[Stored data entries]
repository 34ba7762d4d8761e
pub mod portal;
//! Raw form state for the citizen portal page.
//!
//! Each struct holds the text exactly as the user typed it; `collect()`
//! produces the trimmed request body. The only parsing is the tax amount,
//! which keeps the portal's lenient leading-integer semantics.

use crate::api::portal::{
    NumberPlateApplicationRequest, OwnershipTransferRequest, TaxPaymentRequest,
    VehicleRegistrationRequest,
};

#[derive(Debug, Default, Clone)]
pub struct TaxPaymentForm {
    pub citizen_name: String,
    pub cnic: String,
    pub asset_id: String,
    pub amount: String,
}

impl TaxPaymentForm {
    pub fn collect(&self) -> TaxPaymentRequest {
        TaxPaymentRequest {
            citizen_name: self.citizen_name.trim().to_string(),
            cnic: self.cnic.trim().to_string(),
            asset_id: self.asset_id.trim().to_string(),
            amount: parse_leading_int(&self.amount),
        }
    }
}

#[derive(Debug, Default, Clone)]
pub struct VehicleRegistrationForm {
    pub vehicle_id: String,
    pub owner_cnic: String,
}

impl VehicleRegistrationForm {
    pub fn collect(&self) -> VehicleRegistrationRequest {
        VehicleRegistrationRequest {
            vehicle_id: self.vehicle_id.trim().to_string(),
            owner_cnic: self.owner_cnic.trim().to_string(),
        }
    }
}

#[derive(Debug, Default, Clone)]
pub struct NumberPlateApplicationForm {
    pub vehicle_id: String,
}

impl NumberPlateApplicationForm {
    pub fn collect(&self) -> NumberPlateApplicationRequest {
        NumberPlateApplicationRequest {
            vehicle_id: self.vehicle_id.trim().to_string(),
        }
    }
}

#[derive(Debug, Default, Clone)]
pub struct OwnershipTransferForm {
    pub vehicle_id: String,
    pub new_owner_cnic: String,
}

impl OwnershipTransferForm {
    pub fn collect(&self) -> OwnershipTransferRequest {
        OwnershipTransferRequest {
            vehicle_id: self.vehicle_id.trim().to_string(),
            new_owner_cnic: self.new_owner_cnic.trim().to_string(),
        }
    }
}

/// Parse an amount the way a lenient web form does: trim, accept an optional
/// sign, then take leading ASCII digits. Anything without a leading integer
/// is forwarded as no value rather than rejected.
pub fn parse_leading_int(input: &str) -> Option<i64> {
    let trimmed = input.trim();
    let (negative, digits) = match trimmed.strip_prefix('-') {
        Some(rest) => (true, rest),
        None => (false, trimmed.strip_prefix('+').unwrap_or(trimmed)),
    };

    let end = digits
        .find(|c: char| !c.is_ascii_digit())
        .unwrap_or(digits.len());
    if end == 0 {
        return None;
    }

    digits[..end]
        .parse::<i64>()
        .ok()
        .map(|n| if negative { -n } else { n })
}
//! Citizen portal page: four independent form submissions.
//!
//! Each submission posts its collected form and produces the text for that
//! form's result region. The four handlers share the same shape but hold no
//! state in common, so a failure in one never affects another.

use crate::api::portal::PortalClient;
use crate::models::citizen::{
    NumberPlateApplicationForm, OwnershipTransferForm, TaxPaymentForm, VehicleRegistrationForm,
};
use crate::utils::prompt::read_line;

pub struct CitizenPage<'a> {
    client: &'a PortalClient,
}

impl<'a> CitizenPage<'a> {
    pub fn new(client: &'a PortalClient) -> Self {
        Self { client }
    }

    /// Submit the tax payment form; success reports the receipt id
    pub async fn submit_tax_payment(&self, form: &TaxPaymentForm) -> String {
        match self.client.pay_tax(&form.collect()).await {
            Ok(receipt) => format!("Success! Receipt ID: {}", receipt.receipt_id),
            Err(e) => format!("Error: {}", e),
        }
    }

    /// Submit the vehicle registration form; success reports the status string
    pub async fn submit_vehicle_registration(&self, form: &VehicleRegistrationForm) -> String {
        match self.client.register_vehicle(&form.collect()).await {
            Ok(response) => response.status,
            Err(e) => format!("Error: {}", e),
        }
    }

    /// Submit the number plate application form
    pub async fn submit_number_plate_application(
        &self,
        form: &NumberPlateApplicationForm,
    ) -> String {
        match self.client.apply_number_plate(&form.collect()).await {
            Ok(response) => response.status,
            Err(e) => format!("Error: {}", e),
        }
    }

    /// Submit the ownership transfer request form
    pub async fn submit_ownership_transfer(&self, form: &OwnershipTransferForm) -> String {
        match self.client.request_ownership_transfer(&form.collect()).await {
            Ok(response) => response.status,
            Err(e) => format!("Error: {}", e),
        }
    }
}

/// Interactive loop for the citizen page
pub async fn run(client: &PortalClient) {
    let page = CitizenPage::new(client);

    loop {
        println!();
        println!("Citizen Portal");
        println!("  1) Pay tax");
        println!("  2) Register vehicle");
        println!("  3) Apply for number plate");
        println!("  4) Request ownership transfer");
        println!("  q) Quit");

        match read_line("> ").trim() {
            "1" => {
                let form = TaxPaymentForm {
                    citizen_name: read_line("Citizen name: "),
                    cnic: read_line("CNIC: "),
                    asset_id: read_line("Asset ID: "),
                    amount: read_line("Amount: "),
                };
                println!("{}", page.submit_tax_payment(&form).await);
            }
            "2" => {
                let form = VehicleRegistrationForm {
                    vehicle_id: read_line("Vehicle ID: "),
                    owner_cnic: read_line("Owner CNIC: "),
                };
                println!("{}", page.submit_vehicle_registration(&form).await);
            }
            "3" => {
                let form = NumberPlateApplicationForm {
                    vehicle_id: read_line("Vehicle ID: "),
                };
                println!("{}", page.submit_number_plate_application(&form).await);
            }
            "4" => {
                let form = OwnershipTransferForm {
                    vehicle_id: read_line("Vehicle ID: "),
                    new_owner_cnic: read_line("New owner CNIC: "),
                };
                println!("{}", page.submit_ownership_transfer(&form).await);
            }
            "q" | "quit" => break,
            _ => {}
        }
    }
}
pub mod api;
pub mod models;
pub mod pages;
pub mod utils;
/// A plain-text table generator for the dashboard views.
///
/// Values are laid into fixed-width cells, so server data can never be
/// mistaken for table structure.
pub struct Table {
    headers: Vec<String>,
    rows: Vec<Row>,
    col_widths: Vec<usize>,
}

enum Row {
    Cells(Vec<String>),
    /// Single informational line spanning the full table width
    Message(String),
}

impl Table {
    /// Create a new table with the given headers
    pub fn new(headers: Vec<&str>) -> Self {
        let col_widths = headers.iter().map(|h| h.len()).collect();
        let headers = headers.iter().map(|h| h.to_string()).collect();
        Table {
            headers,
            rows: Vec::new(),
            col_widths,
        }
    }

    /// Add a data row to the table
    pub fn add_row(&mut self, row: Vec<&str>) {
        let row_strings: Vec<String> = row.iter().map(|s| s.to_string()).collect();

        for (i, col) in row_strings.iter().enumerate() {
            if i < self.col_widths.len() {
                self.col_widths[i] = self.col_widths[i].max(col.len());
            }
        }

        self.rows.push(Row::Cells(row_strings));
    }

    /// Add an informational row, used for empty lists and load errors
    pub fn add_message_row(&mut self, message: &str) {
        self.rows.push(Row::Message(message.to_string()));
    }

    /// Render the table as a formatted string
    pub fn render(&self) -> String {
        let mut output = String::new();

        output.push_str(&self.render_row(&self.headers));
        output.push('\n');
        output.push_str(&self.render_separator());
        output.push('\n');

        for row in &self.rows {
            match row {
                Row::Cells(cells) => output.push_str(&self.render_row(cells)),
                Row::Message(message) => output.push_str(message),
            }
            output.push('\n');
        }

        output
    }

    /// Render a single row with proper spacing
    fn render_row(&self, row: &[String]) -> String {
        let mut line = String::new();
        for (i, col) in row.iter().enumerate() {
            if i < self.col_widths.len() {
                let width = self.col_widths[i];
                line.push_str(&format!("{:<width$}", col, width = width));
                if i < row.len() - 1 {
                    line.push_str(" | ");
                }
            }
        }
        line
    }

    /// Render a separator line
    fn render_separator(&self) -> String {
        let mut line = String::new();
        for (i, &width) in self.col_widths.iter().enumerate() {
            line.push_str(&"-".repeat(width));
            if i < self.col_widths.len() - 1 {
                line.push_str("-+-");
            }
        }
        line
    }
}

- Problem to solve:
Out of the data above, give again only the lines starting at the one holding "let trimmed = input.trim();" and ending at the one holding "return None;", unchanged.

- Output for this task:
    let trimmed = input.trim();
    let (negative, digits) = match trimmed.strip_prefix('-') {
        Some(rest) => (true, rest),
        None => (false, trimmed.strip_prefix('+').unwrap_or(trimmed)),
    };

    let end = digits
        .find(|c: char| !c.is_ascii_digit())
        .unwrap_or(digits.len());
    if end == 0 {
        return None;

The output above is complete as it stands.